> [YOUR OBJECTIVE] Take the entries that follow and write each one out exactly.
====== GIVEN DATA ======
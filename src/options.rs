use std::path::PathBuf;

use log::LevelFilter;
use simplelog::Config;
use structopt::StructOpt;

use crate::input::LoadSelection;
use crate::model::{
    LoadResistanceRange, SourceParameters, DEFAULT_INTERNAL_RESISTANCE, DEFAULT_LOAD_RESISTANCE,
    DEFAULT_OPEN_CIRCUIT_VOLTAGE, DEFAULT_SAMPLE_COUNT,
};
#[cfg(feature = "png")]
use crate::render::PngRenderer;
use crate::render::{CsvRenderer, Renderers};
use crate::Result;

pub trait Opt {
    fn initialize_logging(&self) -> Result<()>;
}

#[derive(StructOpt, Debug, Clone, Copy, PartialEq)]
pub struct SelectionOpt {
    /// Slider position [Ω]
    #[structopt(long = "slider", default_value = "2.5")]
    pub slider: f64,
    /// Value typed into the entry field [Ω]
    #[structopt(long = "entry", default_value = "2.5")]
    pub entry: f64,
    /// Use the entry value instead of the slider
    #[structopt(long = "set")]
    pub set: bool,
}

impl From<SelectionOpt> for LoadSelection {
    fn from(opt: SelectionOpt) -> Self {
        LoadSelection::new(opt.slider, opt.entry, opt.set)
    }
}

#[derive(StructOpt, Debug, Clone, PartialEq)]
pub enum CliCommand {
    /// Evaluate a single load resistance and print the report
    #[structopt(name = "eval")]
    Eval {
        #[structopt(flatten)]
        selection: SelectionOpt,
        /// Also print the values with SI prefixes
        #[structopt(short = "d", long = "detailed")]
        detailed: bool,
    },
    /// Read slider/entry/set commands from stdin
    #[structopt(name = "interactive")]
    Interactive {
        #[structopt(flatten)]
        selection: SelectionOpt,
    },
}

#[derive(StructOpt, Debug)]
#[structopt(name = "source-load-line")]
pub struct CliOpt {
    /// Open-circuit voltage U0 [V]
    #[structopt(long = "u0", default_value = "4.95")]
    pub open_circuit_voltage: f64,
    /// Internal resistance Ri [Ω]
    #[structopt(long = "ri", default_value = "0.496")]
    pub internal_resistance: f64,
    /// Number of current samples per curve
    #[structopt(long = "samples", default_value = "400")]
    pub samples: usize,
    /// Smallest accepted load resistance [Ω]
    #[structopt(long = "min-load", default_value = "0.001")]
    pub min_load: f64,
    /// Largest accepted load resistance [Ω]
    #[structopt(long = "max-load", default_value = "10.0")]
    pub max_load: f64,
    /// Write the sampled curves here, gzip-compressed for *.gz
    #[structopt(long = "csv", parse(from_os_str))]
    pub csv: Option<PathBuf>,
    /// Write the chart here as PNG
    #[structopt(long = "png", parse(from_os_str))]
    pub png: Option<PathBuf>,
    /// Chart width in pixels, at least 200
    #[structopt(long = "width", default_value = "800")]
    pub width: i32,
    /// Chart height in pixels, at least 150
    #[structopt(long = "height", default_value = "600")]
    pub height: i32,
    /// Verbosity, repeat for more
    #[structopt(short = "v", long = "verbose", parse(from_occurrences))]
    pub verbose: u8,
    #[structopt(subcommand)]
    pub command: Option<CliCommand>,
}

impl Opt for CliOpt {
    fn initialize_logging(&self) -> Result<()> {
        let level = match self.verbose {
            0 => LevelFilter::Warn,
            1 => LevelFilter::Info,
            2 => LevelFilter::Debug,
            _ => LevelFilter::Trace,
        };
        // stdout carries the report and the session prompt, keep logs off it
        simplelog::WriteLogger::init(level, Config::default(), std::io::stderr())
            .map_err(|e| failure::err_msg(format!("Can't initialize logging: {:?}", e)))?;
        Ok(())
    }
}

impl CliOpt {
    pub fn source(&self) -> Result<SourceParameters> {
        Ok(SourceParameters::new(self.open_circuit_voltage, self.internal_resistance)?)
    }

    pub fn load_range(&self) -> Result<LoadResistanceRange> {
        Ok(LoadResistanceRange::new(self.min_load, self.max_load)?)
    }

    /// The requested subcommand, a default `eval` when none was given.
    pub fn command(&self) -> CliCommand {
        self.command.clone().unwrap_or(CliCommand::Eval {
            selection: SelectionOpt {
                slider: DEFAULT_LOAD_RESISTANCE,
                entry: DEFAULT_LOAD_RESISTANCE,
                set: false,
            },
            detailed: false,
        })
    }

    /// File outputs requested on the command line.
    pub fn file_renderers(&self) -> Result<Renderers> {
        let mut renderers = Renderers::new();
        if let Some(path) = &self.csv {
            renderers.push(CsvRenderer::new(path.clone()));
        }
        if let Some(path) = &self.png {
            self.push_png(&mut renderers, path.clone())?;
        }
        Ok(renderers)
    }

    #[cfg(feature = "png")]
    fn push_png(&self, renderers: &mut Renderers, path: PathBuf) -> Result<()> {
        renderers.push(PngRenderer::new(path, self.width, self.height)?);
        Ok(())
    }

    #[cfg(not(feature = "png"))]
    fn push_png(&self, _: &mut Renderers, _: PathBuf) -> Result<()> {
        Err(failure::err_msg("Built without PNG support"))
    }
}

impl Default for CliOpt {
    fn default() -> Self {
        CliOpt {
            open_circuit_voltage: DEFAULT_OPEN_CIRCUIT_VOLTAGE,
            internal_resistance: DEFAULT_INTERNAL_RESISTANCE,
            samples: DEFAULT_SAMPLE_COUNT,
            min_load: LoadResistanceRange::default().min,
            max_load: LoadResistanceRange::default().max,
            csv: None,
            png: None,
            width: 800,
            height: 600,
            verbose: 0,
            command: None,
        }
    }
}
======
> [SOLUTION]
filename src/options.rs
use std::path::PathBuf;

use log::LevelFilter;
use simplelog::Config;
use structopt::StructOpt;

use crate::input::LoadSelection;
use crate::model::{
    LoadResistanceRange, SourceParameters, DEFAULT_INTERNAL_RESISTANCE, DEFAULT_LOAD_RESISTANCE,
    DEFAULT_OPEN_CIRCUIT_VOLTAGE, DEFAULT_SAMPLE_COUNT,
};
#[cfg(feature = "png")]
use crate::render::PngRenderer;
use crate::render::{CsvRenderer, Renderers};
use crate::Result;

pub trait Opt {
    fn initialize_logging(&self) -> Result<()>;
}

#[derive(StructOpt, Debug, Clone, Copy, PartialEq)]
pub struct SelectionOpt {
    /// Slider position [Ω]
    #[structopt(long = "slider", default_value = "2.5")]
    pub slider: f64,
    /// Value typed into the entry field [Ω]
    #[structopt(long = "entry", default_value = "2.5")]
    pub entry: f64,
    /// Use the entry value instead of the slider
    #[structopt(long = "set")]
    pub set: bool,
}

impl From<SelectionOpt> for LoadSelection {
    fn from(opt: SelectionOpt) -> Self {
        LoadSelection::new(opt.slider, opt.entry, opt.set)
    }
}

#[derive(StructOpt, Debug, Clone, PartialEq)]
pub enum CliCommand {
    /// Evaluate a single load resistance and print the report
    #[structopt(name = "eval")]
    Eval {
        #[structopt(flatten)]
        selection: SelectionOpt,
        /// Also print the values with SI prefixes
        #[structopt(short = "d", long = "detailed")]
        detailed: bool,
    },
    /// Read slider/entry/set commands from stdin
    #[structopt(name = "interactive")]
    Interactive {
        #[structopt(flatten)]
        selection: SelectionOpt,
    },
}

#[derive(StructOpt, Debug)]
#[structopt(name = "source-load-line")]
pub struct CliOpt {
    /// Open-circuit voltage U0 [V]
    #[structopt(long = "u0", default_value = "4.95")]
    pub open_circuit_voltage: f64,
    /// Internal resistance Ri [Ω]
    #[structopt(long = "ri", default_value = "0.496")]
    pub internal_resistance: f64,
    /// Number of current samples per curve
    #[structopt(long = "samples", default_value = "400")]
    pub samples: usize,
    /// Smallest accepted load resistance [Ω]
    #[structopt(long = "min-load", default_value = "0.001")]
    pub min_load: f64,
    /// Largest accepted load resistance [Ω]
    #[structopt(long = "max-load", default_value = "10.0")]
    pub max_load: f64,
    /// Write the sampled curves here, gzip-compressed for *.gz
    #[structopt(long = "csv", parse(from_os_str))]
    pub csv: Option<PathBuf>,
    /// Write the chart here as PNG
    #[structopt(long = "png", parse(from_os_str))]
    pub png: Option<PathBuf>,
    /// Chart width in pixels, at least 200
    #[structopt(long = "width", default_value = "800")]
    pub width: i32,
    /// Chart height in pixels, at least 150
    #[structopt(long = "height", default_value = "600")]
    pub height: i32,
    /// Verbosity, repeat for more
    #[structopt(short = "v", long = "verbose", parse(from_occurrences))]
    pub verbose: u8,
    #[structopt(subcommand)]
    pub command: Option<CliCommand>,
}

impl Opt for CliOpt {
    fn initialize_logging(&self) -> Result<()> {
        let level = match self.verbose {
            0 => LevelFilter::Warn,
            1 => LevelFilter::Info,
            2 => LevelFilter::Debug,
            _ => LevelFilter::Trace,
        };
        // stdout carries the report and the session prompt, keep logs off it
        simplelog::WriteLogger::init(level, Config::default(), std::io::stderr())
            .map_err(|e| failure::err_msg(format!("Can't initialize logging: {:?}", e)))?;
        Ok(())
    }
}

impl CliOpt {
    pub fn source(&self) -> Result<SourceParameters> {
        Ok(SourceParameters::new(self.open_circuit_voltage, self.internal_resistance)?)
    }

    pub fn load_range(&self) -> Result<LoadResistanceRange> {
        Ok(LoadResistanceRange::new(self.min_load, self.max_load)?)
    }

    /// The requested subcommand, a default `eval` when none was given.
    pub fn command(&self) -> CliCommand {
        self.command.clone().unwrap_or(CliCommand::Eval {
            selection: SelectionOpt {
                slider: DEFAULT_LOAD_RESISTANCE,
                entry: DEFAULT_LOAD_RESISTANCE,
                set: false,
            },
            detailed: false,
        })
    }

    /// File outputs requested on the command line.
    pub fn file_renderers(&self) -> Result<Renderers> {
        let mut renderers = Renderers::new();
        if let Some(path) = &self.csv {
            renderers.push(CsvRenderer::new(path.clone()));
        }
        if let Some(path) = &self.png {
            self.push_png(&mut renderers, path.clone())?;
        }
        Ok(renderers)
    }

    #[cfg(feature = "png")]
    fn push_png(&self, renderers: &mut Renderers, path: PathBuf) -> Result<()> {
        renderers.push(PngRenderer::new(path, self.width, self.height)?);
        Ok(())
    }

    #[cfg(not(feature = "png"))]
    fn push_png(&self, _: &mut Renderers, _: PathBuf) -> Result<()> {
        Err(failure::err_msg("Built without PNG support"))
    }
}

impl Default for CliOpt {
    fn default() -> Self {
        CliOpt {
            open_circuit_voltage: DEFAULT_OPEN_CIRCUIT_VOLTAGE,
            internal_resistance: DEFAULT_INTERNAL_RESISTANCE,
            samples: DEFAULT_SAMPLE_COUNT,
            min_load: LoadResistanceRange::default().min,
            max_load: LoadResistanceRange::default().max,
            csv: None,
            png: None,
            width: 800,
            height: 600,
            verbose: 0,
            command: None,
        }
    }
}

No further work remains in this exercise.